L’œuvre entière (à l’exception du chœur n°5 — « Vous qu’afflige la douleur ») fut jouée, le 10 avril 1868, dans la Cathédrale de Brême. Le retentissement qu’eut cette œuvre magistrale la répandit rapidement en Allemagne et en Suisse, où elle fut exécutée souvent, notamment dans la belle Cathédrale de Bâle.

C’est pendant un séjour à Bonn, au cours de l’été de 1868, que J. Brahms s’occupa du Requiem allemand qui fut édité chez J. Rieter-Biedermann, à Winterthur (Suisse), puis à Berlin.

En France, la première audition du Requiem allemand, fut donnée aux Concerts populaires, sous la direction de Pasdeloup mais l’exécution fut si faible, que l’œuvre ne fut pas comprise et passa inaperçue.

En montant le Requiem allemand et en l’exécutant le 24 mars 1891 à la Chapelle du Palais de Versailles, la Société l’Euterpe, a poursuivi noblement la mission qu’elle s’est imposée.
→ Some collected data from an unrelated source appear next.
// SPDX-License-Identifier: GPL-3.0-or-later
// Copyright (C) 2026 Erik van der Tier

//! Compilation context, generator-unit tree and the two-pass driver.
//!
//! A program is a tree of [`Unit`]s that emit instructions and data into a
//! shared [`CompilationContext`]. The driver runs the tree twice: the
//! discovery pass hands out placeholder addresses for names that are not
//! defined yet, the final pass re-runs the identical tree with every label
//! known. Both passes must produce the same instruction and byte counts,
//! otherwise the addresses collected during discovery would be wrong.

use log::{debug, info};

use crate::debug::DebugInfo;
use crate::error::AsmError;
use crate::imagestore::{ImageStore, OwnerId, StoreResult};
use crate::instructions::table;
use crate::instructions::{AddressMode, InstructionEntry, Mnemonic};
use crate::labels::LabelTable;
use crate::operand::{Operand, OperandValue};
use crate::processor::Processor;
use crate::util::{hi, lo};

/// The two passes of a compilation run.
#[derive(Clone, Copy, Debug, PartialEq, Eq)]
pub enum Phase {
    /// First execution: collect label addresses, tolerate unresolved names.
    Discovery,
    /// Second execution: every name must resolve, emitted bytes are final.
    Final,
}

/// Per-pass emission totals. Instruction and byte counts must agree between
/// the two passes; cycles are informational.
#[derive(Clone, Copy, Debug, Default, PartialEq, Eq)]
pub struct PassCounts {
    pub instructions: u32,
    pub bytes: u32,
    pub cycles: u32,
}

/// A code-generating unit. Units nest through [`CompilationContext::run_unit`],
/// which attributes every byte written while a unit runs to that unit.
pub trait Unit {
    fn name(&self) -> &str;
    fn compile(&self, ctx: &mut CompilationContext) -> Result<(), AsmError>;
}

/// A leaf unit wrapping a closure.
pub struct FnUnit<F> {
    name: String,
    body: F,
}

/// Build a leaf unit from a closure.
pub fn unit<F>(name: impl Into<String>, body: F) -> FnUnit<F>
where
    F: Fn(&mut CompilationContext) -> Result<(), AsmError>,
{
    FnUnit {
        name: name.into(),
        body,
    }
}

impl<F> Unit for FnUnit<F>
where
    F: Fn(&mut CompilationContext) -> Result<(), AsmError>,
{
    fn name(&self) -> &str {
        &self.name
    }

    fn compile(&self, ctx: &mut CompilationContext) -> Result<(), AsmError> {
        (self.body)(ctx)
    }
}

/// A named group of child units, compiled in order.
pub struct Group {
    name: String,
    children: Vec<Box<dyn Unit>>,
}

impl Group {
    pub fn new(name: impl Into<String>) -> Self {
        Self {
            name: name.into(),
            children: Vec::new(),
        }
    }

    pub fn with(mut self, child: impl Unit + 'static) -> Self {
        self.children.push(Box::new(child));
        self
    }

    pub fn push(&mut self, child: impl Unit + 'static) {
        self.children.push(Box::new(child));
    }
}

impl Unit for Group {
    fn name(&self) -> &str {
        &self.name
    }

    fn compile(&self, ctx: &mut CompilationContext) -> Result<(), AsmError> {
        for child in &self.children {
            ctx.run_unit(child.as_ref())?;
        }
        Ok(())
    }
}

/// Shared state of one compilation run: memory image, cursor, label table,
/// owner attribution and debug records.
pub struct CompilationContext {
    phase: Phase,
    processor: Processor,
    image: ImageStore,
    labels: LabelTable,
    owner_names: Vec<String>,
    owner_stack: Vec<OwnerId>,
    counts: PassCounts,
    debug: DebugInfo,
}

impl CompilationContext {
    pub fn new(start: u16) -> Self {
        Self {
            phase: Phase::Discovery,
            processor: Processor::new(start),
            image: ImageStore::new(),
            labels: LabelTable::new(),
            owner_names: vec!["program".to_string()],
            owner_stack: vec![OwnerId(0)],
            counts: PassCounts::default(),
            debug: DebugInfo::default(),
        }
    }

    pub fn phase(&self) -> Phase {
        self.phase
    }

    pub fn processor(&self) -> &Processor {
        &self.processor
    }

    pub fn image(&self) -> &ImageStore {
        &self.image
    }

    pub fn labels(&self) -> &LabelTable {
        &self.labels
    }

    pub fn counts(&self) -> PassCounts {
        self.counts
    }

    pub fn debug_info(&self) -> &DebugInfo {
        &self.debug
    }

    /// Address the next byte will be written to.
    pub fn current(&self) -> u16 {
        self.processor.current()
    }

    /// Continue writing at `addr`.
    pub fn jump(&mut self, addr: u16) {
        self.processor.jump(addr);
    }

    /// Bind `name` to the current cursor address.
    pub fn define_label(&mut self, name: &str) -> Result<u16, AsmError> {
        let addr = self.current();
        self.labels.define(name, addr, self.phase)
    }

    /// Bind `name` to an explicit address.
    pub fn define_label_at(&mut self, name: &str, addr: u16) -> Result<u16, AsmError> {
        self.labels.define(name, addr, self.phase)
    }

    /// Bind `{name}_lo` / `{name}_hi` to the current cursor address and the
    /// byte after it, for pointers stored split across two bytes.
    pub fn define_double(&mut self, name: &str) -> Result<u16, AsmError> {
        let addr = self.current();
        self.labels.define_double(name, addr, self.phase)
    }

    /// Resolve a label to an address; placeholder during discovery when the
    /// name is not defined yet.
    pub fn resolve(&mut self, name: &str) -> Result<u16, AsmError> {
        let pc = self.current();
        self.labels.resolve(name, pc, self.phase)
    }

    /// Encode one instruction. The operand's label (if any) is resolved
    /// first; the resulting value drives addressing-mode selection. Returns
    /// the number of bytes written, and leaves the cursor just past them.
    pub fn emit(&mut self, mnemonic: Mnemonic, operand: Operand) -> Result<u16, AsmError> {
        let value = match operand.payload() {
            OperandValue::Value(value) => *value,
            OperandValue::Label(name) => {
                let name = name.clone();
                self.resolve(&name)?
            }
        };

        if mnemonic.is_branch() {
            return self.emit_branch(mnemonic, value);
        }

        let mode = operand.select_mode(value)?;
        let entry = table::lookup(mnemonic, mode)?;
        match entry.length {
            2 => self.emit_entry(entry, &[lo(value)]),
            3 => self.emit_entry(entry, &[lo(value), hi(value)]),
            _ => self.emit_entry(entry, &[]),
        }
    }

    /// Encode an operand-less instruction (NOP, RTS, ASL-on-accumulator, ...).
    pub fn emit_implied(&mut self, mnemonic: Mnemonic) -> Result<u16, AsmError> {
        let entry = table::lookup(mnemonic, AddressMode::Implied)?;
        self.emit_entry(entry, &[])
    }

    /// Encode with an explicit addressing mode and raw operand bytes,
    /// bypassing mode selection. The byte count must match the table length.
    pub fn emit_with_mode(
        &mut self,
        mnemonic: Mnemonic,
        mode: AddressMode,
        operand_bytes: &[u8],
    ) -> Result<u16, AsmError> {
        let entry = table::lookup(mnemonic, mode)?;
        self.emit_entry(entry, operand_bytes)
    }

    fn emit_branch(&mut self, mnemonic: Mnemonic, target: u16) -> Result<u16, AsmError> {
        let entry = table::lookup(mnemonic, AddressMode::Relative)?;
        let offset = i32::from(target) - (i32::from(self.current()) + 2);
        let byte = match self.phase {
            // placeholder targets make the displacement meaningless here
            Phase::Discovery => offset as u8,
            Phase::Final => {
                if !(-128..=127).contains(&offset) {
                    return Err(AsmError::BranchOutOfRange { target, offset });
                }
                offset as i8 as u8
            }
        };
        self.emit_entry(entry, &[byte])
    }

    fn emit_entry(
        &mut self,
        entry: &InstructionEntry,
        operand_bytes: &[u8],
    ) -> Result<u16, AsmError> {
        let expected = usize::from(entry.length) - 1;
        if operand_bytes.len() != expected {
            return Err(AsmError::ArityError {
                mnemonic: entry.mnemonic,
                expected,
                got: operand_bytes.len(),
            });
        }
        self.write_byte(entry.opcode)?;
        for byte in operand_bytes {
            self.write_byte(*byte)?;
        }
        self.counts.instructions += 1;
        self.counts.cycles += u32::from(entry.cycles);
        Ok(u16::from(entry.length))
    }

    /// Emit raw data bytes at the cursor.
    pub fn data_bytes(&mut self, bytes: &[u8]) -> Result<u16, AsmError> {
        for byte in bytes {
            self.write_byte(*byte)?;
        }
        Ok(bytes.len() as u16)
    }

    /// Emit a 16-bit value low byte first.
    pub fn data_word(&mut self, value: u16) -> Result<u16, AsmError> {
        self.write_byte(lo(value))?;
        self.write_byte(hi(value))?;
        Ok(2)
    }

    fn write_byte(&mut self, value: u8) -> Result<(), AsmError> {
        let addr = self.current();
        let owner = self.current_owner();
        match self.image.store(addr, value, owner) {
            StoreResult::Stored => {
                self.processor.advance(1);
                self.counts.bytes += 1;
                Ok(())
            }
            StoreResult::Conflict(existing) => Err(AsmError::OwnershipConflict {
                addr,
                existing: self.owner_name(existing).to_string(),
                new: self.owner_name(owner).to_string(),
            }),
        }
    }

    /// Run `f` with writes attributed to `name`, nested under the current
    /// owner. The previous owner is restored on success and on error alike.
    pub fn with_owner<F>(&mut self, name: &str, f: F) -> Result<(), AsmError>
    where
        F: FnOnce(&mut Self) -> Result<(), AsmError>,
    {
        let parent = self.current_owner();
        let qualified = if parent == OwnerId(0) {
            name.to_string()
        } else {
            format!("{}.{}", self.owner_name(parent), name)
        };
        let id = self.intern_owner(&qualified);
        self.owner_stack.push(id);
        let result = f(self);
        self.owner_stack.pop();
        result
    }

    /// Compile a child unit with ownership scoped to it.
    pub fn run_unit(&mut self, unit: &dyn Unit) -> Result<(), AsmError> {
        debug!("unit `{}` at ${:04x}", unit.name(), self.current());
        self.with_owner(unit.name(), |ctx| unit.compile(ctx))
    }

    pub fn owner_name(&self, id: OwnerId) -> &str {
        &self.owner_names[id.0 as usize]
    }

    fn current_owner(&self) -> OwnerId {
        self.owner_stack.last().copied().unwrap_or(OwnerId(0))
    }

    fn intern_owner(&mut self, name: &str) -> OwnerId {
        if let Some(pos) = self.owner_names.iter().position(|owner| owner == name) {
            return OwnerId(pos as u32);
        }
        self.owner_names.push(name.to_string());
        OwnerId((self.owner_names.len() - 1) as u32)
    }

    /// Record a breakpoint at the cursor. Debug records are only collected
    /// during the final pass.
    pub fn breakpoint(&mut self) {
        if self.phase == Phase::Final {
            let addr = self.current();
            self.debug.add_breakpoint(addr);
        }
    }

    /// Record a watch over `count` bytes starting at `addr`.
    pub fn watch(&mut self, addr: u16, count: u16) {
        if self.phase == Phase::Final {
            self.debug.add_watch(addr, count);
        }
    }

    fn begin_pass(&mut self, phase: Phase) {
        self.phase = phase;
        self.processor.reset();
        self.image = ImageStore::new();
        self.counts = PassCounts::default();
        self.debug.clear();
        if phase == Phase::Discovery {
            self.labels = LabelTable::new();
        }
    }
}

/// The two-pass compilation driver.
pub struct Assembler {
    ctx: CompilationContext,
}

impl Assembler {
    pub fn new(start: u16) -> Self {
        Self {
            ctx: CompilationContext::new(start),
        }
    }

    /// Run `root` through both passes. Fails on the first error; on success
    /// the context holds the final image, labels and debug records.
    pub fn compile(&mut self, root: &dyn Unit) -> Result<PassCounts, AsmError> {
        let discovery = self.run_pass(Phase::Discovery, root)?;
        let final_counts = self.run_pass(Phase::Final, root)?;

        if discovery.instructions != final_counts.instructions
            || discovery.bytes != final_counts.bytes
        {
            return Err(AsmError::PassMismatch {
                discovery_instructions: discovery.instructions,
                discovery_bytes: discovery.bytes,
                final_instructions: final_counts.instructions,
                final_bytes: final_counts.bytes,
            });
        }

        info!(
            "assembled `{}`: {} instructions, {} bytes, {} cycles, {} labels",
            root.name(),
            final_counts.instructions,
            final_counts.bytes,
            final_counts.cycles,
            self.ctx.labels().len()
        );
        Ok(final_counts)
    }

    fn run_pass(&mut self, phase: Phase, root: &dyn Unit) -> Result<PassCounts, AsmError> {
        debug!(
            "{phase:?} pass from ${:04x}",
            self.ctx.processor().start()
        );
        self.ctx.begin_pass(phase);
        self.ctx.run_unit(root)?;
        Ok(self.ctx.counts())
    }

    pub fn context(&self) -> &CompilationContext {
        &self.ctx
    }
}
Bien que les chœurs fussent en nombre restreint et que l’orchestre, auquel avait été adjoint le grand orgue pour remplacer les instruments à vent, fût réduit au double quatuor, l’œuvre, qui avait été étudiée consciencieusement de longue date, sous l’intelligente direction de M. Duteil d’Ozanne, est venue en pleine lumière.